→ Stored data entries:
* * * * * * *

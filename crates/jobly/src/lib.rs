//! # jobly
//!
//! Companies and jobs records over PostgreSQL.
//!
//! The interesting part is [`clause`]: it turns a sparse update payload into a
//! `SET` fragment and a query object into a `WHERE` fragment, each with
//! `$1, $2, ...` placeholders and the ordered values to bind. Column names and
//! operators come only from statically declared whitelists ([`FieldMap`],
//! [`FilterSpec`]); request data is only ever bound as a parameter.
//!
//! ```ignore
//! use jobly::{Company, Job, QueryPayload};
//!
//! let query: QueryPayload = serde_json::from_str(r#"{"minEmployees": 100, "nameLike": "ibm"}"#)?;
//! let companies = Company::find_all(&client, &query).await?;
//!
//! let patch = serde_json::from_str(r#"{"salary": 120000}"#)?;
//! let job = Job::update(&client, 42, &patch).await?;
//! ```

pub mod clause;
pub mod client;
pub mod config;
pub mod error;
pub mod ident;
pub mod models;
pub mod row;
pub mod value;

pub use clause::{
    Clause, FieldMap, FilterOp, FilterRule, FilterSpec, QueryPayload, UpdatePayload,
    build_job_where_clause, build_set_clause, build_where_clause,
};
pub use client::GenericClient;
pub use config::JoblyConfig;
pub use error::{JoblyError, JoblyResult};
pub use models::{
    Company, CompanyJob, CompanyWithJobs, Job, JobDetail, JobListing, NewCompany, NewJob,
};
pub use row::{FromRow, RowExt};
pub use value::SqlValue;

#[cfg(feature = "pool")]
pub mod pool;

#[cfg(feature = "pool")]
pub use pool::create_pool;
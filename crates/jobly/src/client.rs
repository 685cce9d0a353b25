//! Generic client trait for unified database access.

use crate::error::{JoblyError, JoblyResult};
use tokio_postgres::Row;
use tokio_postgres::types::ToSql;

/// A trait that unifies database clients and transactions.
///
/// Repository functions accept `&impl GenericClient`, so the same call works on
/// a direct connection, a pooled connection, or inside a transaction.
pub trait GenericClient: Send + Sync {
    /// Execute a query and return all rows.
    fn query(
        &self,
        sql: &str,
        params: &[&(dyn ToSql + Sync)],
    ) -> impl std::future::Future<Output = JoblyResult<Vec<Row>>> + Send;

    /// Execute a query and return the **first** row.
    ///
    /// Returns `JoblyError::NotFound` if no rows are returned.
    fn query_one(
        &self,
        sql: &str,
        params: &[&(dyn ToSql + Sync)],
    ) -> impl std::future::Future<Output = JoblyResult<Row>> + Send {
        async move {
            let rows = self.query(sql, params).await?;
            rows.into_iter()
                .next()
                .ok_or_else(|| JoblyError::not_found("Expected one row, got none"))
        }
    }

    /// Execute a query and return the first row, if any.
    fn query_opt(
        &self,
        sql: &str,
        params: &[&(dyn ToSql + Sync)],
    ) -> impl std::future::Future<Output = JoblyResult<Option<Row>>> + Send {
        async move {
            let rows = self.query(sql, params).await?;
            Ok(rows.into_iter().next())
        }
    }

    /// Execute a statement and return the number of affected rows.
    fn execute(
        &self,
        sql: &str,
        params: &[&(dyn ToSql + Sync)],
    ) -> impl std::future::Future<Output = JoblyResult<u64>> + Send;
}

impl GenericClient for tokio_postgres::Client {
    async fn query(&self, sql: &str, params: &[&(dyn ToSql + Sync)]) -> JoblyResult<Vec<Row>> {
        tokio_postgres::Client::query(self, sql, params)
            .await
            .map_err(JoblyError::from_db_error)
    }

    async fn execute(&self, sql: &str, params: &[&(dyn ToSql + Sync)]) -> JoblyResult<u64> {
        tokio_postgres::Client::execute(self, sql, params)
            .await
            .map_err(JoblyError::from_db_error)
    }
}

impl GenericClient for tokio_postgres::Transaction<'_> {
    async fn query(&self, sql: &str, params: &[&(dyn ToSql + Sync)]) -> JoblyResult<Vec<Row>> {
        tokio_postgres::Transaction::query(self, sql, params)
            .await
            .map_err(JoblyError::from_db_error)
    }

    async fn execute(&self, sql: &str, params: &[&(dyn ToSql + Sync)]) -> JoblyResult<u64> {
        tokio_postgres::Transaction::execute(self, sql, params)
            .await
            .map_err(JoblyError::from_db_error)
    }
}

// ===== deadpool-postgres support =====

#[cfg(feature = "pool")]
impl GenericClient for deadpool_postgres::Client {
    async fn query(&self, sql: &str, params: &[&(dyn ToSql + Sync)]) -> JoblyResult<Vec<Row>> {
        // Delegate to the deref target (ClientWrapper / tokio_postgres::Client).
        GenericClient::query(&***self, sql, params).await
    }

    async fn execute(&self, sql: &str, params: &[&(dyn ToSql + Sync)]) -> JoblyResult<u64> {
        GenericClient::execute(&***self, sql, params).await
    }
}

#[cfg(feature = "pool")]
impl GenericClient for deadpool_postgres::Transaction<'_> {
    async fn query(&self, sql: &str, params: &[&(dyn ToSql + Sync)]) -> JoblyResult<Vec<Row>> {
        GenericClient::query(&**self, sql, params).await
    }

    async fn execute(&self, sql: &str, params: &[&(dyn ToSql + Sync)]) -> JoblyResult<u64> {
        GenericClient::execute(&**self, sql, params).await
    }
}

* * * * * * *

→ Required action: The answer must consist of every line from the entries above that contains "GenericClient".

→ Answer box:
pub use client::GenericClient;
/// Repository functions accept `&impl GenericClient`, so the same call works on
pub trait GenericClient: Send + Sync {
impl GenericClient for tokio_postgres::Client {
impl GenericClient for tokio_postgres::Transaction<'_> {
impl GenericClient for deadpool_postgres::Client {
        GenericClient::query(&***self, sql, params).await
        GenericClient::execute(&***self, sql, params).await
impl GenericClient for deadpool_postgres::Transaction<'_> {
        GenericClient::query(&**self, sql, params).await
        GenericClient::execute(&**self, sql, params).await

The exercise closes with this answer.